── EXCERPTED RECORDS

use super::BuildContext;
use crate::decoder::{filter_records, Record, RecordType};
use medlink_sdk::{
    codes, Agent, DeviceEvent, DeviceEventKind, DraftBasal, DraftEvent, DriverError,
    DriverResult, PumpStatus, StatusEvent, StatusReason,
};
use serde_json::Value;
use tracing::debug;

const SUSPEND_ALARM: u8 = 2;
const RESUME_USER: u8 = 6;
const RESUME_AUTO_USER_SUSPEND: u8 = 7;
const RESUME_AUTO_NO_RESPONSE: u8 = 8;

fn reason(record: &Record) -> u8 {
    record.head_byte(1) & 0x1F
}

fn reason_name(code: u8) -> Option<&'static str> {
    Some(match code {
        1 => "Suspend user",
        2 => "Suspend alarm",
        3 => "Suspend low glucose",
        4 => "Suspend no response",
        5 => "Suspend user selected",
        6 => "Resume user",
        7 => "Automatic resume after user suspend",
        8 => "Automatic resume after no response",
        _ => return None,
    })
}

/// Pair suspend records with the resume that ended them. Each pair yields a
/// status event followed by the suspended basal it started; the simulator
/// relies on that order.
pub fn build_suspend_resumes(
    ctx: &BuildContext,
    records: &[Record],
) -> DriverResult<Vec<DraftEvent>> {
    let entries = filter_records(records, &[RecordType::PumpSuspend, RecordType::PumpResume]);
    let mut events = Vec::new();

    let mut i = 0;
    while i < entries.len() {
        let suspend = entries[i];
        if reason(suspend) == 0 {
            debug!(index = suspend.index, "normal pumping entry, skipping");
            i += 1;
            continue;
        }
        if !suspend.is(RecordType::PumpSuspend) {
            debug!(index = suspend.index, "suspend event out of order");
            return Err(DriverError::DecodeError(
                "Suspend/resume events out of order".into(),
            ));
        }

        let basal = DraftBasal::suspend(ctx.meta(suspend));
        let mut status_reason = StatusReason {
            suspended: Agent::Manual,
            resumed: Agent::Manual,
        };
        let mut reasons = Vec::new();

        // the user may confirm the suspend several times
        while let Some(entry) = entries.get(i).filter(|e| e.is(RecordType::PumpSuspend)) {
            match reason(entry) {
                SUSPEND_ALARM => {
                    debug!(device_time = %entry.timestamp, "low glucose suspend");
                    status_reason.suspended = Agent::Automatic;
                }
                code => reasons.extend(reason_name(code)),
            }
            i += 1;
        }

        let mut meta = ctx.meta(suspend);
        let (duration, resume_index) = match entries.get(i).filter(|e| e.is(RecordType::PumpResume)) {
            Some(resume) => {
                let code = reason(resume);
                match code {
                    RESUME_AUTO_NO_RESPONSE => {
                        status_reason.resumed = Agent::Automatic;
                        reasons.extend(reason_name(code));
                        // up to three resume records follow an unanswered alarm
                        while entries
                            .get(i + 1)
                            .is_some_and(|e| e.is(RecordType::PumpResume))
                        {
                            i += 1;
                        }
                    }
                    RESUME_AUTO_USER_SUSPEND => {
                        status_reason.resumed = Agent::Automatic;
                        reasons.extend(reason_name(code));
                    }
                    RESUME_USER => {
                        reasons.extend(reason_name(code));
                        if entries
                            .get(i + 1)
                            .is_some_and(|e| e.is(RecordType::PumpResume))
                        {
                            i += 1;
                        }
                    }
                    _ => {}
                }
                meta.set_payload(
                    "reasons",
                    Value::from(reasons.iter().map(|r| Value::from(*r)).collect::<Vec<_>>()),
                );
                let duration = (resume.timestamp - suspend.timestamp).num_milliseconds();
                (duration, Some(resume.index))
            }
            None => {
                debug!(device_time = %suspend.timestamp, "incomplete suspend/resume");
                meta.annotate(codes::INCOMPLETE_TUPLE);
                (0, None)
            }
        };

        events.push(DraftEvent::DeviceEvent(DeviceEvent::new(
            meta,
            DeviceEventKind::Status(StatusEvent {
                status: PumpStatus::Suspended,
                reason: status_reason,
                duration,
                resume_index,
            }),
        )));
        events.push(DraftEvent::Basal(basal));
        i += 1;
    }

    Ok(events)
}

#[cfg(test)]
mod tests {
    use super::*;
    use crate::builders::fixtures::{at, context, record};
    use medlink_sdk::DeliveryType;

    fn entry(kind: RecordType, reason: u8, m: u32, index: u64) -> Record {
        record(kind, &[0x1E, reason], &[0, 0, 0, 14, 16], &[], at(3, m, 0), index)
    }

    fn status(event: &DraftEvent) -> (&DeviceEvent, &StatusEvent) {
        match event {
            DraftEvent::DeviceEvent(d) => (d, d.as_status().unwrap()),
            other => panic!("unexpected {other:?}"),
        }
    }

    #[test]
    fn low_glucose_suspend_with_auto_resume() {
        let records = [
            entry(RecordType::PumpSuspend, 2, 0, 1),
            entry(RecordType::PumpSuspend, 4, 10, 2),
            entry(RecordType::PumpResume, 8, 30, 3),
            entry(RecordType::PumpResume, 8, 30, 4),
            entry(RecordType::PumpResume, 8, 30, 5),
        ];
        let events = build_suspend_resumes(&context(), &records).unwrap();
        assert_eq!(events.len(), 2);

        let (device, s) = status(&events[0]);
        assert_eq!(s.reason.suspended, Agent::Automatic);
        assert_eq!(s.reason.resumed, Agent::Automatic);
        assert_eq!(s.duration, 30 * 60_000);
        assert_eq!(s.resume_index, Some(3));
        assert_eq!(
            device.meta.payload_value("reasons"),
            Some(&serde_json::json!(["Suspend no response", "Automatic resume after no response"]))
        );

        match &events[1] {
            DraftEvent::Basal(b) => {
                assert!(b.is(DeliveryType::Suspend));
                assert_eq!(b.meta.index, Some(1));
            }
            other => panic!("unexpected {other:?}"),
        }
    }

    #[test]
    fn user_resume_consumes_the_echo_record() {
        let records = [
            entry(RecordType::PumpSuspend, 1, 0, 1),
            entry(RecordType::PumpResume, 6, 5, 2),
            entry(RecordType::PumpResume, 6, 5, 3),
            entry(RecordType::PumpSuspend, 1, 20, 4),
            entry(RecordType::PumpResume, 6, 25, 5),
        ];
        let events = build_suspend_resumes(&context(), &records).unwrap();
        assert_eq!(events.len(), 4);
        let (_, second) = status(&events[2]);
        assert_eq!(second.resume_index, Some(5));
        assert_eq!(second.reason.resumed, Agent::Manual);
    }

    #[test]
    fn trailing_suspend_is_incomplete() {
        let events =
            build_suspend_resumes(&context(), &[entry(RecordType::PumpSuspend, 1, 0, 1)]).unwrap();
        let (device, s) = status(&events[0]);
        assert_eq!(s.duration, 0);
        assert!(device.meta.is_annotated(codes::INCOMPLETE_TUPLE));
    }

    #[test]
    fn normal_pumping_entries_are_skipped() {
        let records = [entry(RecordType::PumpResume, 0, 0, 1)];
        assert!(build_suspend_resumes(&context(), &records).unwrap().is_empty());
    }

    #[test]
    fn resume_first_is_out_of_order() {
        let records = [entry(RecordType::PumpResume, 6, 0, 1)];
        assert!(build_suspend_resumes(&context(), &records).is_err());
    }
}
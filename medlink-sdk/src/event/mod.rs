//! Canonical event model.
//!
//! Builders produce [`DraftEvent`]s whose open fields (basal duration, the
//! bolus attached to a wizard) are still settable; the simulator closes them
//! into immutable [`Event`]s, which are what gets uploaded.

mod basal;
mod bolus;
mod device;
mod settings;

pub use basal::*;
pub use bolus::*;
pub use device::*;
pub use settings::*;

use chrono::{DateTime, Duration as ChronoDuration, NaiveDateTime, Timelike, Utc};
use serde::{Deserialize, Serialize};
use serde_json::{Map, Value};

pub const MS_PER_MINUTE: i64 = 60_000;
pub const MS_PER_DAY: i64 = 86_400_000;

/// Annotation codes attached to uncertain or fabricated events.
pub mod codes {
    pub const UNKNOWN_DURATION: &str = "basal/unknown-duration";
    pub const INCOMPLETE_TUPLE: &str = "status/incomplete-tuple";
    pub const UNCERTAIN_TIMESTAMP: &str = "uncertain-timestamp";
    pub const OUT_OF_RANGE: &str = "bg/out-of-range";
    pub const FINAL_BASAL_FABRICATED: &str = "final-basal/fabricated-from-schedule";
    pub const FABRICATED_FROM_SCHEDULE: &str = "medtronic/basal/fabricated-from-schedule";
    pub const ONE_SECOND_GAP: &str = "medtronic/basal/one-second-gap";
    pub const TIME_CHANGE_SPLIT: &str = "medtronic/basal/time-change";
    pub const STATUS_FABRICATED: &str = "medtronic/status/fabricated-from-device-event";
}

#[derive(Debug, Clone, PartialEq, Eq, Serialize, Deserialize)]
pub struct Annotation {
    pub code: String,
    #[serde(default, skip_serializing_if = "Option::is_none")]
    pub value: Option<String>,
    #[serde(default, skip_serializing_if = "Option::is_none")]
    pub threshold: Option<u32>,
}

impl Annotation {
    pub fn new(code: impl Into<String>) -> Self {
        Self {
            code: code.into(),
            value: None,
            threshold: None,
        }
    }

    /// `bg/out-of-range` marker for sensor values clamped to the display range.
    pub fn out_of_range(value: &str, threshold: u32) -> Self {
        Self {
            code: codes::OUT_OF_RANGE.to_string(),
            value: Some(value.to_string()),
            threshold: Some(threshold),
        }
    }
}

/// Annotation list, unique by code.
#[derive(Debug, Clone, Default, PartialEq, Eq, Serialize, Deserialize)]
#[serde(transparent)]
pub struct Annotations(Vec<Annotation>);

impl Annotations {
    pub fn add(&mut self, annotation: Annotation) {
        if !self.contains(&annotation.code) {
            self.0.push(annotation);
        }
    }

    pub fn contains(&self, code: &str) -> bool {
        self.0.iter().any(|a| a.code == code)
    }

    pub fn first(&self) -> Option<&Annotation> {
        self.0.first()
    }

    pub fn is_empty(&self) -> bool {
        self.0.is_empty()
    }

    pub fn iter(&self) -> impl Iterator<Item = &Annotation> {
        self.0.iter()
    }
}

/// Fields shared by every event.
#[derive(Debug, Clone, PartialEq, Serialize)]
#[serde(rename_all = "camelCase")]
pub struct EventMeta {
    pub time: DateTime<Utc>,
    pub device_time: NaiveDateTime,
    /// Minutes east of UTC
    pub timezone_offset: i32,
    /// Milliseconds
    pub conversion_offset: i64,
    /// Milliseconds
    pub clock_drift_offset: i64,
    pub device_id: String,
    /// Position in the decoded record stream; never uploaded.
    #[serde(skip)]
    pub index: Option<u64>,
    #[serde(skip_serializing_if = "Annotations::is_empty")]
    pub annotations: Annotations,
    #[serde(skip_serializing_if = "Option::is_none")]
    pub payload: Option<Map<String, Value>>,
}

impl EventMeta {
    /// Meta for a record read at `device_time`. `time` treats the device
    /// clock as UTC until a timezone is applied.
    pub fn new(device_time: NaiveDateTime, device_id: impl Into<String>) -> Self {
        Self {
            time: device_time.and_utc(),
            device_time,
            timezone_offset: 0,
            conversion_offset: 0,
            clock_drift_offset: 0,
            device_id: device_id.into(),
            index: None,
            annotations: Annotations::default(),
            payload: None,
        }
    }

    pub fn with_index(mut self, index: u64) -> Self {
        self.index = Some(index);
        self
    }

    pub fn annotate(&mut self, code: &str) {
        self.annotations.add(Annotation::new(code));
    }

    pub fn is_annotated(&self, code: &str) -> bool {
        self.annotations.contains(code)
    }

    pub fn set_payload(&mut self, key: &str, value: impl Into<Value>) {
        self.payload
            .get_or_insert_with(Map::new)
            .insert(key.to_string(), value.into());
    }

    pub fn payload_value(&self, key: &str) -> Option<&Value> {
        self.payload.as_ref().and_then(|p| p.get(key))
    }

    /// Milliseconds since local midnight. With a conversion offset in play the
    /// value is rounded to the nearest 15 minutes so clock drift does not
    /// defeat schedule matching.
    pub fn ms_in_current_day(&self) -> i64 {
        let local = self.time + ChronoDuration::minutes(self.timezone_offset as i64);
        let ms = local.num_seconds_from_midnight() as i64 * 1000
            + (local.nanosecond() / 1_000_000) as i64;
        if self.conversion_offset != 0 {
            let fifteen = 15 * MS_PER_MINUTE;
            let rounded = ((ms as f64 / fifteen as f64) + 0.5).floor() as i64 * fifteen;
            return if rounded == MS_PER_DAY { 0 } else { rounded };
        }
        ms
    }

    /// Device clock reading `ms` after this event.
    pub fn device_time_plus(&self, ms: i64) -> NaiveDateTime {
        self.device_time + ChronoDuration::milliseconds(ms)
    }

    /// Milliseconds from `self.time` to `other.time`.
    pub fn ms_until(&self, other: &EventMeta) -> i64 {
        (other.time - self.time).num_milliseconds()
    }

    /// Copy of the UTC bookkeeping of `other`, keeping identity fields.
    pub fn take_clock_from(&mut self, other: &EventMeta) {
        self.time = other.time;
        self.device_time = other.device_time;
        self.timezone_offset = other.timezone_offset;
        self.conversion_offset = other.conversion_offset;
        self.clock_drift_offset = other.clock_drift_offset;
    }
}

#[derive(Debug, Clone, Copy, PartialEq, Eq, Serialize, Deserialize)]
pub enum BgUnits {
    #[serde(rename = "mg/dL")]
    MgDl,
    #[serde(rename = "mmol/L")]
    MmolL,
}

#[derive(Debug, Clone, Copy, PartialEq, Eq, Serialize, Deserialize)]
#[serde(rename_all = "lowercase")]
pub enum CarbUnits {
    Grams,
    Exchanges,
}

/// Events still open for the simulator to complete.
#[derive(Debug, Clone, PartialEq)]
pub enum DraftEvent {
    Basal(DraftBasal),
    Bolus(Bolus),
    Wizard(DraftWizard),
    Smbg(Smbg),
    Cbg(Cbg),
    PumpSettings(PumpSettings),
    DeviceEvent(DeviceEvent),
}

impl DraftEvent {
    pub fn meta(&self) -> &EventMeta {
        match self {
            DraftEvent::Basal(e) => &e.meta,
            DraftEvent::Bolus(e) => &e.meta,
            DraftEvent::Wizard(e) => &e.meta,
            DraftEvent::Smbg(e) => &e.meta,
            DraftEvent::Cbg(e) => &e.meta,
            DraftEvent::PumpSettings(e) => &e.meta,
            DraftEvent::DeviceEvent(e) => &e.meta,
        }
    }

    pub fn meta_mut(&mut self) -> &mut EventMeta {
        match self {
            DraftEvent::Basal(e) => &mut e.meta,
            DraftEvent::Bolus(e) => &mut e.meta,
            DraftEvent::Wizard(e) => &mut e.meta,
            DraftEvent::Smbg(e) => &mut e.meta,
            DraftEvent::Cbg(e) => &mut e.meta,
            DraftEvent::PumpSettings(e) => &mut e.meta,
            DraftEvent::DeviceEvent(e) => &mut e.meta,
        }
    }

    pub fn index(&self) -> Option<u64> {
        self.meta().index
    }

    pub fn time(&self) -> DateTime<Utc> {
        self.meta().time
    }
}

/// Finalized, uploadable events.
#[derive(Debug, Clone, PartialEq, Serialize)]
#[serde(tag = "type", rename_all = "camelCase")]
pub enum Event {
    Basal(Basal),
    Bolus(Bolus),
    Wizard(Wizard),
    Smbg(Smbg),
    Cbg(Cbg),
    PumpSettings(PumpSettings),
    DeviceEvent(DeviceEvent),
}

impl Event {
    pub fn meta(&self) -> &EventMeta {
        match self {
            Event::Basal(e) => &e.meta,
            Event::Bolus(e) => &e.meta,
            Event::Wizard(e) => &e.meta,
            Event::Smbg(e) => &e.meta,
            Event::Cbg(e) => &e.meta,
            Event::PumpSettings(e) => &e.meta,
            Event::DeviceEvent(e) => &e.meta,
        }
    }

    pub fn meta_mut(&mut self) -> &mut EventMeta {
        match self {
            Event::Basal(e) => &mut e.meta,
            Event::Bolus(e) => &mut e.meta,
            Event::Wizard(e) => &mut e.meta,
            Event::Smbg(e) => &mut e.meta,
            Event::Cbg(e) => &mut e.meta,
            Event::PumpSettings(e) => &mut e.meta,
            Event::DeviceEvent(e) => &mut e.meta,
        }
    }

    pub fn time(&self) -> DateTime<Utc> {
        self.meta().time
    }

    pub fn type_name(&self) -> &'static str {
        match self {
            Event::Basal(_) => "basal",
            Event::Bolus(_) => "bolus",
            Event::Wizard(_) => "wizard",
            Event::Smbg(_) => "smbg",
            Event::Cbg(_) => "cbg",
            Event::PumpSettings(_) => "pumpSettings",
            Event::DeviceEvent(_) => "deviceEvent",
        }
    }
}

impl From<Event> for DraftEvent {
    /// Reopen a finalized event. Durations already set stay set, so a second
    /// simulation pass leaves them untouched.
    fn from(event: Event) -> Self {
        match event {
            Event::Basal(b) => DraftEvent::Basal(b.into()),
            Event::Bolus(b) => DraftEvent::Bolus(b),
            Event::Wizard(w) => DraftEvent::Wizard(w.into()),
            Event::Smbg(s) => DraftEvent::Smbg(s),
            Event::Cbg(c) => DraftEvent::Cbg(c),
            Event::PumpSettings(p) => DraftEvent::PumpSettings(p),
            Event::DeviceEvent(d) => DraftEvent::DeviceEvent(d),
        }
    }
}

────

* _EXERCISE AIM_: Return the opening line of the data and every line after it through the line containing "if reason(suspend) == 0", please, exactly as written and with nothing added.

* _ANSWER SPACE_:
use super::BuildContext;
use crate::decoder::{filter_records, Record, RecordType};
use medlink_sdk::{
    codes, Agent, DeviceEvent, DeviceEventKind, DraftBasal, DraftEvent, DriverError,
    DriverResult, PumpStatus, StatusEvent, StatusReason,
};
use serde_json::Value;
use tracing::debug;

const SUSPEND_ALARM: u8 = 2;
const RESUME_USER: u8 = 6;
const RESUME_AUTO_USER_SUSPEND: u8 = 7;
const RESUME_AUTO_NO_RESPONSE: u8 = 8;

fn reason(record: &Record) -> u8 {
    record.head_byte(1) & 0x1F
}

fn reason_name(code: u8) -> Option<&'static str> {
    Some(match code {
        1 => "Suspend user",
        2 => "Suspend alarm",
        3 => "Suspend low glucose",
        4 => "Suspend no response",
        5 => "Suspend user selected",
        6 => "Resume user",
        7 => "Automatic resume after user suspend",
        8 => "Automatic resume after no response",
        _ => return None,
    })
}

/// Pair suspend records with the resume that ended them. Each pair yields a
/// status event followed by the suspended basal it started; the simulator
/// relies on that order.
pub fn build_suspend_resumes(
    ctx: &BuildContext,
    records: &[Record],
) -> DriverResult<Vec<DraftEvent>> {
    let entries = filter_records(records, &[RecordType::PumpSuspend, RecordType::PumpResume]);
    let mut events = Vec::new();

    let mut i = 0;
    while i < entries.len() {
        let suspend = entries[i];
        if reason(suspend) == 0 {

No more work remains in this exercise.